I have not discussed this personally with dr simka. But we agree that stents are generally safe. If you oversize stents they should stick there. I would not hesitate to put a stent in if i have to but i have stated several times that my strategies are to validate the originator. For all i know, dr zamboni's recurrence rate might actually be better than mine or worse. Adding stents at this juncture seems premature to me. What if my recurrence rate is 5%? then i would have put stents in for no good reason. It would be another confounding variable.

My concern about stents is more related to in-stent restenosis. we will need more work to see what problems occur with this

Posted: Sat May 01, 2010 9:50 am
by drsclafani
Cece wrote:
drsclafani wrote: i think using the term surgery makes people think it is invasive and with all the risks associated with surgery.
I think it has fueled the concerns about safety beyond reality
But the IRB would know how minor of a surgical procedure it is, all things considered?
the IRB is composed of basic scientists, clinical physicians, often community representatives. Most or all do not practice in specialties that know very much about venography or venoplasty, certainly not the risks.

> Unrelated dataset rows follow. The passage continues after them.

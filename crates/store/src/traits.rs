//! DocumentStore trait definition and shared error types.

use serde_json::Value;

/// Path of the root document (every top-level record).
pub const ROOT_PATH: &str = "";

/// Errors that can occur while talking to the document store.
#[derive(Debug, thiserror::Error)]
pub enum StoreError {
    #[error("HTTP request failed: {0}")]
    Http(#[from] reqwest::Error),

    #[error("datastore returned {status}: {body}")]
    Status { status: u16, body: String },

    #[error("invalid JSON from datastore: {0}")]
    Decode(#[from] serde_json::Error),

    #[error("datastore unavailable: {0}")]
    Unavailable(String),

    #[error("Configuration error: {0}")]
    Config(String),
}

/// Read/patch access to a tree of JSON documents addressed by slash paths.
#[async_trait::async_trait]
pub trait DocumentStore: Send + Sync {
    /// Read the document at `path`. A path with nothing stored reads as `null`.
    async fn fetch_document(&self, path: &str) -> Result<Value, StoreError>;

    /// Merge the top-level members of `fields` into the document at `path`.
    async fn patch_document(&self, path: &str, fields: &Value) -> Result<(), StoreError>;

    /// Human-readable name for this backend (e.g., "http", "memory").
    fn backend_name(&self) -> &str;
}
//! SHIFT phase: advance slot windows once they are a full period old.

use std::sync::Arc;

use chrono::DateTime;
use chrono_tz::Tz;
use serde_json::{Map, Value};
use tracing::{debug, info, warn};

use slotkeeper_core::time::{format_local, shift_local};
use slotkeeper_core::{
    is_empty_document, Slot, LAST_UPDATE_FIELD, SETTINGS_PATH, SLOTS_FIELD, SLOT_END_FIELD,
    SLOT_START_FIELD,
};
use slotkeeper_store::DocumentStore;

use crate::settings::RotationSettings;

/// Result of one SHIFT run.
#[derive(Debug, Clone, PartialEq, Eq)]
pub enum ShiftOutcome {
    /// Settings could not be read, or read as empty.
    SettingsUnavailable,
    /// Settings have no `slots` mapping.
    NoSlotMapping,
    /// No slot was due.
    NoChanges,
    /// The listed slots were shifted and written back.
    Persisted { shifted: Vec<String> },
    /// The listed slots were due but the combined write failed; nothing changed.
    PersistFailed { shifted: Vec<String>, error: String },
}

impl ShiftOutcome {
    /// Whether a lock pass should follow this run.
    pub fn cascades(&self) -> bool {
        matches!(self, ShiftOutcome::Persisted { .. })
    }

    /// Slots whose new window reached the datastore.
    pub fn persisted_slots(&self) -> &[String] {
        match self {
            ShiftOutcome::Persisted { shifted } => shifted,
            _ => &[],
        }
    }
}

pub struct SlotShifter {
    store: Arc<dyn DocumentStore>,
    settings: RotationSettings,
}

impl SlotShifter {
    pub fn new(store: Arc<dyn DocumentStore>, settings: RotationSettings) -> Self {
        Self { store, settings }
    }

    /// Shift every enabled slot whose last update is at least `shift_after` old,
    /// then persist the whole mapping in one patch.
    pub async fn run(&self, now: DateTime<Tz>) -> ShiftOutcome {
        let now = now.with_timezone(&self.settings.tz);

        let settings = match self.store.fetch_document(SETTINGS_PATH).await {
            Ok(doc) if !is_empty_document(&doc) => doc,
            Ok(_) => {
                info!("No settings found => skip SHIFT");
                return ShiftOutcome::SettingsUnavailable;
            }
            Err(e) => {
                warn!(error = %e, "Failed to read settings => skip SHIFT");
                return ShiftOutcome::SettingsUnavailable;
            }
        };

        let Some(mut slots) = settings.get(SLOTS_FIELD).and_then(Value::as_object).cloned() else {
            info!("Settings have no slot mapping => skip SHIFT");
            return ShiftOutcome::NoSlotMapping;
        };

        let shifted = shift_slots(&mut slots, &self.settings, &now);
        if shifted.is_empty() {
            info!("No slot was shifted => no changes made");
            return ShiftOutcome::NoChanges;
        }

        let mut patch = Map::new();
        patch.insert(SLOTS_FIELD.to_string(), Value::Object(slots));
        let patch = Value::Object(patch);
        match self.store.patch_document(SETTINGS_PATH, &patch).await {
            Ok(()) => {
                info!(count = shifted.len(), "SHIFT persisted");
                ShiftOutcome::Persisted { shifted }
            }
            Err(e) => {
                warn!(error = %e, count = shifted.len(), "Failed to persist shifted slots");
                ShiftOutcome::PersistFailed {
                    shifted,
                    error: e.to_string(),
                }
            }
        }
    }
}

/// Shift due slots in place. Returns the ids of the slots that moved.
///
/// Entries that are not objects, disabled slots and slots updated less than
/// `shift_after` ago are left untouched. An elapsed time of exactly
/// `shift_after` shifts.
pub fn shift_slots(
    slots: &mut Map<String, Value>,
    settings: &RotationSettings,
    now: &DateTime<Tz>,
) -> Vec<String> {
    let tz = settings.tz;
    let mut shifted = Vec::new();

    for (id, entry) in slots.iter_mut() {
        let Some(slot) = Slot::from_entry(id, entry) else {
            debug!(slot_id = %id, "Slot entry is not an object => ignore");
            continue;
        };
        if !slot.enabled {
            continue;
        }

        let elapsed = slot.elapsed_since_update(tz, now);
        if elapsed < settings.shift_after {
            debug!(
                slot_id = %id,
                elapsed_secs = elapsed.num_seconds(),
                "Not due since last update => skip SHIFT"
            );
            continue;
        }

        let (start, end) = slot.window(tz, now);
        let period = slot.frequency.period();
        let new_start = format_local(&shift_local(&start, period));
        let new_end = format_local(&shift_local(&end, period));

        if let Some(fields) = entry.as_object_mut() {
            fields.insert(SLOT_START_FIELD.to_string(), Value::String(new_start.clone()));
            fields.insert(SLOT_END_FIELD.to_string(), Value::String(new_end.clone()));
            fields.insert(LAST_UPDATE_FIELD.to_string(), Value::String(format_local(now)));
        }

        info!(
            slot_id = %id,
            slot_start = %new_start,
            slot_end = %new_end,
            "SHIFT slot window"
        );
        shifted.push(id.clone());
    }

    shifted
}
use thiserror::Error;

#[derive(Error, Debug)]
pub enum CoreError {
    #[error("Invalid timezone: {0}")]
    InvalidTimezone(String),

    #[error("Invalid timestamp '{value}': {reason}")]
    InvalidTimestamp { value: String, reason: String },

    #[error("Configuration error: {0}")]
    Config(String),
}
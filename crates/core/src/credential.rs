//! Credential records stored flat at the datastore root.

use serde_json::{json, Map, Value};
use thiserror::Error;

pub const LOCKED_FIELD: &str = "locked";
pub const BELONGS_TO_SLOT_FIELD: &str = "belongs_to_slot";

/// Fields a root record must carry to count as a credential.
pub const REQUIRED_FIELDS: [&str; 7] = [
    "email",
    "password",
    "expiry_date",
    LOCKED_FIELD,
    "usage_count",
    "max_usage",
    BELONGS_TO_SLOT_FIELD,
];

#[derive(Error, Debug, Clone, PartialEq, Eq)]
pub enum CredentialShapeError {
    #[error("record is not an object")]
    NotAnObject,

    #[error("missing required field '{0}'")]
    MissingField(&'static str),
}

/// The parts of a credential record the locker reads.
#[derive(Debug, Clone, PartialEq, Eq)]
pub struct Credential {
    pub key: String,
    /// `None` when the stored owner is not a string; such a record matches no slot.
    pub belongs_to_slot: Option<String>,
    /// `None` when the stored flag cannot be read as an integer.
    pub locked: Option<i64>,
}

impl Credential {
    /// Check that `record` has the credential shape and extract it.
    pub fn validate(key: &str, record: &Value) -> Result<Self, CredentialShapeError> {
        let fields = record.as_object().ok_or(CredentialShapeError::NotAnObject)?;
        if let Some(missing) = REQUIRED_FIELDS.iter().find(|f| !fields.contains_key(**f)) {
            return Err(CredentialShapeError::MissingField(*missing));
        }
        Ok(Self {
            key: key.to_string(),
            belongs_to_slot: owner(fields),
            locked: fields.get(LOCKED_FIELD).and_then(coerce_flag),
        })
    }

    pub fn belongs_to(&self, slot_id: &str) -> bool {
        self.belongs_to_slot.as_deref() == Some(slot_id)
    }

    pub fn is_unlocked(&self) -> bool {
        self.locked == Some(0)
    }
}

/// Patch body that flips a credential to locked.
pub fn lock_patch() -> Value {
    json!({ "locked": 1 })
}

fn owner(fields: &Map<String, Value>) -> Option<String> {
    fields
        .get(BELONGS_TO_SLOT_FIELD)
        .and_then(Value::as_str)
        .map(str::to_string)
}

/// Integer view of a 0/1 flag. Accepts integers, floats (truncated),
/// booleans and integer strings.
fn coerce_flag(value: &Value) -> Option<i64> {
    match value {
        Value::Number(n) => n
            .as_i64()
            .or_else(|| n.as_f64().filter(|f| f.is_finite()).map(|f| f.trunc() as i64)),
        Value::Bool(b) => Some(i64::from(*b)),
        Value::String(s) => s.trim().parse().ok(),
        _ => None,
    }
}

it is one of the functions of the principal investigator of a research project to explain all the risks of any procedures, tests, medications, etc that are part of the research components of the research. Each should be spelled out in detail, including the percentage incidence of complications of each one of them. These are scrutinized by the IRB for the sole purpose of protecting patients and their rights to safe care.

Posted: Sat May 01, 2010 9:54 am
by drsclafani
monik_77 wrote:Dear Dr. Scaflani,

Eveybody is seeing the yugular and the azygos veins in MS patients, but I have a question, in the studies developed until now, the rest of the veins of the body in MS patients were cheked and were corroborated that are normal or not???? because I think that should be necessary to see in MS patients that only these veins have the problems or determinate that is a vascular problem that also affect to more veins in the body.

Cheers,

Monica.
monica


i agree we should be paying attention to symptoms or signs that point to other venous problems.

but i th ink we should only testing for things that might be problematic to the patient. No need to search for things that are not a problem.
to study the entire body for vein problems might be very expensive and have no value.